Pork shortages in China lead to breeding of bigger pigs
18 October 2019
Not unlike the movie “Okja,” where a company breeds massive pigs to maximise profits, some Chinese farmers are growing larger and larger hogs to keep up with pork shortages.
In Nanning, the capital of the Guangxi province, one farm owner is breeding pigs that weigh over 1,100 pounds – making them the size of polar bears, Bloomberg reports. Gigantic pigs that weigh more than 1,100 pounds (500 kilograms) can sell for more than 10,000 yuan, or US$1,400, which is more than three times higher than the monthly average disposable income in the province. Adults pigs typically grow to a wide range of weights, usually from 300 to 700 pounds. But the biggest domestic pig on record was Big Bill from Jackson, Tennessee, which weighed 2,552 pounds. Big Bill had to be put down before it could travel to the Chicago World Fair in 1933 because it broke its leg from sustaining all of its weight.
Most hugely over-sized pigs do end up dying from health complications. In 2004, another massive hog named Ton Pig, bred in China, died from a lack of mobility due to its own obesity. It weighed 1,984 pounds (900 kilograms).
The giant pigs bred in Nanning are intended for slaughter, anyways, but larger-sized hogs are becoming more necessary for farmers to support themselves as the African Swine Flu devastates pig populations in Asian countries. China is the world’s largest pork consumer, accounting for more than half of global pork consumption. Small farmers and large pork corporations in the country are all gearing toward growing larger hogs, Bloomberg reports, attempting to increase the average weight by 14 percent, to boost profits by 30 percent.
The Chinese government has warned that supply will be “extremely severe” in the first half of 2020, due to the shortages, with Chinese farmers having to kill a third of their supply.
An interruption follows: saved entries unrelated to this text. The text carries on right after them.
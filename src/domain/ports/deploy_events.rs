//! Deploy Event Port
//!
//! Stages never print. They emit events, and the sink decides how to show
//! them (terminal, NDJSON stream, nothing).

use std::time::Duration;

/// Severity of a log line
#[derive(Debug, Clone, Copy, PartialEq, Eq)]
pub enum Level {
    Info,
    Ok,
    Warn,
    Error,
}

impl Level {
    pub fn as_str(&self) -> &'static str {
        match self {
            Level::Info => "info",
            Level::Ok => "ok",
            Level::Warn => "warn",
            Level::Error => "error",
        }
    }
}

/// Event emitted during a deploy run
#[derive(Debug, Clone, PartialEq)]
pub enum DeployEvent {
    /// Run started
    Started {
        destination: String,
        stage_count: usize,
    },

    /// A stage begins
    StageStarted {
        number: usize,
        total: usize,
        title: String,
    },

    /// A counted stage did not run
    StageSkipped { title: String, reason: String },

    /// Free-form progress line
    Log { level: Level, message: String },

    /// Deploy-wait countdown tick
    Countdown { remaining: Duration },

    /// Remote directory created during sync
    DirectoryCreated { path: String },

    /// File uploaded during sync
    FileUploaded {
        index: usize,
        path: String,
        bytes: u64,
    },

    /// Required token checked in the uploaded server config
    TokenChecked { token: String, present: bool },

    /// Run finished (fatal errors never reach this event)
    Completed {
        uploaded: usize,
        warnings: usize,
        errors: usize,
    },
}

impl DeployEvent {
    pub fn info(message: impl Into<String>) -> Self {
        DeployEvent::Log {
            level: Level::Info,
            message: message.into(),
        }
    }

    pub fn ok(message: impl Into<String>) -> Self {
        DeployEvent::Log {
            level: Level::Ok,
            message: message.into(),
        }
    }

    pub fn warn(message: impl Into<String>) -> Self {
        DeployEvent::Log {
            level: Level::Warn,
            message: message.into(),
        }
    }

    pub fn error(message: impl Into<String>) -> Self {
        DeployEvent::Log {
            level: Level::Error,
            message: message.into(),
        }
    }
}

/// Trait for receiving deploy events
///
/// Implementations:
/// - ConsoleEventSink: banners and icon lines in the terminal
/// - JsonEventSink: NDJSON event stream
/// - NoopEventSink: silent operation
pub trait DeployEventSink {
    /// Handle a deploy event
    fn on_event(&self, event: DeployEvent);

    /// Whether per-file events are wanted
    fn wants_detailed_events(&self) -> bool {
        true
    }
}

/// No-op event sink for silent operation
pub struct NoopEventSink;

impl DeployEventSink for NoopEventSink {
    fn on_event(&self, _event: DeployEvent) {}

    fn wants_detailed_events(&self) -> bool {
        false
    }
}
The pork shortage is estimated to reach 10 million tons.
The outbreak meant farmers had to kill an estimated 250 to 300 million animals, in an attempt to stop the spread of the disease. Government officials are urging hog farmers to start normal production as soon as possible, to increase the domestic supply of pork, but farmers are wary of contamination.
In addition, piglets and breeding sows are becoming more expensive in China, a result of the mass culling. The demand for pork will likely cause global pork prices to rise, as well.